Clicking on the Security link will display the Two-Factor Authentication and Mobile Verification options.

This screen gives the ability to users to manage whether they want to use the 2FA tool. It is only visible if the 2FA is enabled on the Login Profile.

Users can also verify their mobile phone if they wish to use the 2FA via SMS.

After a user clicks on Verify, an SMS message will be sent.

The code is input and the Verify Code button is clicked:

The user now has their mobile number verified:

Users can also delete the number by clicking on the ‘Remove Number’ option:

Note: this screen will only be available to the users set in the ‘Security Groups’ option on the Login Profile.

Once a user enables 2FA on the (My Account > Security) page, they will be shown a Two-Step Authentication screen when they try to login.

Either one screen or both (Email Two-Factor Authentication / SMS Two-Factor Authentication) will be displayed, based on the selection made on the Login Profile and the users choice on the (My Account > Security) page.
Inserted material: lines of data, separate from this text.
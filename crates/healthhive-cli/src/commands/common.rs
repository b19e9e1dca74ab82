use std::io::{self, IsTerminal, Read};
use std::path::{Path, PathBuf};

use chrono::{DateTime, Utc};
use healthhive_core::{
    ApiClient, ClientConfig, Database, LibSqlKeyValueStore, OfflineVisitQueue,
    PendingVisitRecord,
};
use serde::Serialize;

use crate::error::CliError;

pub type LocalQueue = OfflineVisitQueue<LibSqlKeyValueStore>;

/// Effective settings for one CLI invocation
#[derive(Debug, Clone)]
pub struct Context {
    pub config: ClientConfig,
    pub db_path: PathBuf,
    pub offline: bool,
}

impl Context {
    /// Config file + environment, then command-line flags on top
    pub fn load(db_path: Option<PathBuf>, offline: bool) -> Result<Self, CliError> {
        let config = ClientConfig::load()?;
        Ok(Self::from_config(config, db_path, offline))
    }

    pub fn from_config(config: ClientConfig, db_path: Option<PathBuf>, offline: bool) -> Self {
        let db_path = db_path.unwrap_or_else(|| config.resolved_db_path());
        let offline = offline || config.force_offline;
        Self {
            config,
            db_path,
            offline,
        }
    }

    pub fn api_client(&self) -> Result<ApiClient, CliError> {
        self.config.validate()?;
        Ok(
            ApiClient::with_timeout(&self.config.api_base_url, self.config.request_timeout())?
                .with_access_token(self.config.access_token.clone()),
        )
    }
}

pub async fn open_queue(db_path: &Path) -> Result<LocalQueue, CliError> {
    let db = Database::open(db_path).await?;
    Ok(OfflineVisitQueue::open(LibSqlKeyValueStore::new(db)).await)
}

#[derive(Debug, Serialize)]
pub struct PendingVisitItem {
    pub position: usize,
    pub local_id: String,
    pub patient_id: String,
    pub visit_type: String,
    pub created_at: String,
    pub relative_time: String,
    pub flagged_for_follow_up: bool,
}

pub fn pending_to_item(position: usize, record: &PendingVisitRecord) -> PendingVisitItem {
    let now_ms = Utc::now().timestamp_millis();
    PendingVisitItem {
        position,
        local_id: record.local_id.to_string(),
        patient_id: record.visit.patient_id.clone(),
        visit_type: record.visit.visit_type.to_string(),
        created_at: format_timestamp(record.created_at),
        relative_time: format_relative_time(record.created_at.timestamp_millis(), now_ms),
        flagged_for_follow_up: record.visit.flagged_for_follow_up,
    }
}

pub fn format_pending_lines(records: &[PendingVisitRecord]) -> Vec<String> {
    records
        .iter()
        .enumerate()
        .map(|(index, record)| {
            let item = pending_to_item(index + 1, record);
            let short_id = item.local_id.chars().take(13).collect::<String>();
            let flag = if item.flagged_for_follow_up {
                "  follow-up"
            } else {
                ""
            };
            format!(
                "{:>3}. {short_id:<13}  {:<14}  {:<10}  {}{flag}",
                item.position, item.patient_id, item.visit_type, item.relative_time
            )
        })
        .collect()
}

pub fn format_timestamp(time: DateTime<Utc>) -> String {
    time.format("%Y-%m-%d %H:%M:%S UTC").to_string()
}

pub fn format_relative_time(timestamp_ms: i64, now_ms: i64) -> String {
    let diff = now_ms.saturating_sub(timestamp_ms);
    let minute = 60_000;
    let hour = 60 * minute;
    let day = 24 * hour;
    let week = 7 * day;

    if diff < minute {
        "just now".to_string()
    } else if diff < hour {
        format!("{}m ago", diff / minute)
    } else if diff < day {
        format!("{}h ago", diff / hour)
    } else if diff < week {
        format!("{}d ago", diff / day)
    } else {
        format!("{}w ago", diff / week)
    }
}

/// Read a payload from `path`, or from piped stdin when no path is given.
pub fn read_payload_input(path: Option<&Path>) -> Result<String, CliError> {
    let raw = if let Some(path) = path {
        std::fs::read_to_string(path)?
    } else {
        let stdin = io::stdin();
        if stdin.is_terminal() {
            return Err(CliError::EmptyPayload);
        }
        let mut buffer = String::new();
        stdin.lock().read_to_string(&mut buffer)?;
        buffer
    };

    let trimmed = raw.trim();
    if trimmed.is_empty() {
        Err(CliError::EmptyPayload)
    } else {
        Ok(trimmed.to_string())
    }
}
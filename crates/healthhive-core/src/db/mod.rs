//! Local database layer for HealthHive

mod connection;
mod kv_store;
mod migrations;

pub use connection::Database;
pub use kv_store::{KeyValueStore, LibSqlKeyValueStore, MemoryKeyValueStore};
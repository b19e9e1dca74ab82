//! HealthHive CLI - record community health visits from the terminal
//!
//! Visits are posted to the HealthHive API when it is reachable and kept in a
//! local offline queue otherwise; `healthhive sync` uploads the queue.

mod cli;
mod commands;
mod error;

#[cfg(test)]
mod tests;

use clap::Parser;

use crate::cli::{Cli, Commands};
use crate::commands::common::Context;
use crate::commands::completions::run_completions;
use crate::commands::config::run_config;
use crate::commands::queue::run_queue;
use crate::commands::record::run_record;
use crate::commands::status::run_status;
use crate::commands::sync::run_sync;
use crate::error::CliError;

#[tokio::main]
async fn main() {
    if let Err(error) = run().await {
        eprintln!("Error: {error}");
        std::process::exit(1);
    }
}

async fn run() -> Result<(), CliError> {
    dotenvy::dotenv().ok();

    let mut filter = tracing_subscriber::EnvFilter::from_default_env();
    if let Ok(directive) = "healthhive=info".parse() {
        filter = filter.add_directive(directive);
    }
    tracing_subscriber::fmt()
        .with_env_filter(filter)
        .with_writer(std::io::stderr)
        .init();

    let cli = Cli::parse();

    if let Commands::Completions { shell, output } = &cli.command {
        return run_completions(*shell, output.as_deref());
    }

    let context = Context::load(cli.db_path, cli.offline)?;
    match cli.command {
        Commands::Record(args) => run_record(args, &context).await,
        Commands::Queue { command } => run_queue(command, &context).await,
        Commands::Status { json } => run_status(json, &context).await,
        Commands::Sync => run_sync(&context).await,
        Commands::Config { command } => run_config(command, &context),
        Commands::Completions { .. } => Ok(()),
    }
}
use chrono::Utc;
use healthhive_core::SyncSummary;

use crate::commands::common::{format_relative_time, format_timestamp, open_queue, Context};
use crate::error::CliError;

pub async fn run_status(as_json: bool, context: &Context) -> Result<(), CliError> {
    let queue = open_queue(&context.db_path).await?;
    let summary = queue.summary().await;

    if as_json {
        println!("{}", serde_json::to_string_pretty(&summary)?);
    } else {
        for line in format_status_lines(&summary, context.offline) {
            println!("{line}");
        }
    }
    Ok(())
}

pub fn format_status_lines(summary: &SyncSummary, offline: bool) -> Vec<String> {
    let mut lines = vec![format!("Pending visits: {}", summary.pending)];

    let last_sync = summary.last_synced_at.map_or_else(
        || "never".to_string(),
        |time| {
            format!(
                "{} ({})",
                format_timestamp(time),
                format_relative_time(time.timestamp_millis(), Utc::now().timestamp_millis())
            )
        },
    );
    lines.push(format!("Last sync: {last_sync}"));

    if summary.quarantined > 0 {
        lines.push(format!(
            "Unreadable queued entries set aside: {}",
            summary.quarantined
        ));
    }
    if offline {
        lines.push("Mode: offline (visits are queued locally)".to_string());
    }
    if summary.pending > 0 {
        lines.push("Run `healthhive sync` when online to upload pending visits.".to_string());
    } else if summary.overdue {
        lines.push("No sync in the last 24 hours.".to_string());
    }
    lines
}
Once they select an option, the code input screen will shown:

When the correct code is input, the success screen is displayed:

- and the user is redirected to the site.

Control > Security > User Security > Audit

When user has verified their mobile number via SMS and their device via email, two new data points will be displayed on the Audit panel within the User Security detail screen:

When successfully logged in, Affino will save the browser string and date as a Saved Device.

Affino also lists the saved device per contact when they use the Two-Factor Authentication to log in. 

The browser string and date are stored on the Saved Devices panel:

Control > Security > Login Profiles > (Add/Edit) > Two-Factor Authentication > Enforce Security Group

If a user is part of the Enforce Security Group, next time they login, they will be redirected to the (My Account > Security) screen:

When they logout and log back in again, the Two-Step Authentication screen will be displayed to the user:

In essence, the users set in the Enforce Security Group are obligated to use 2FA.

Control > Promote > Conversion Events

There are 2 Conversion Events that can track which users have successfully verified their mobile and their login by using the 2FA.

1.-  Two-Factor Mobile Verification Successful

2.-  Two-Factor Authentication Successful 

Both Conversion Events will trigger when the codes are accepted on the display side.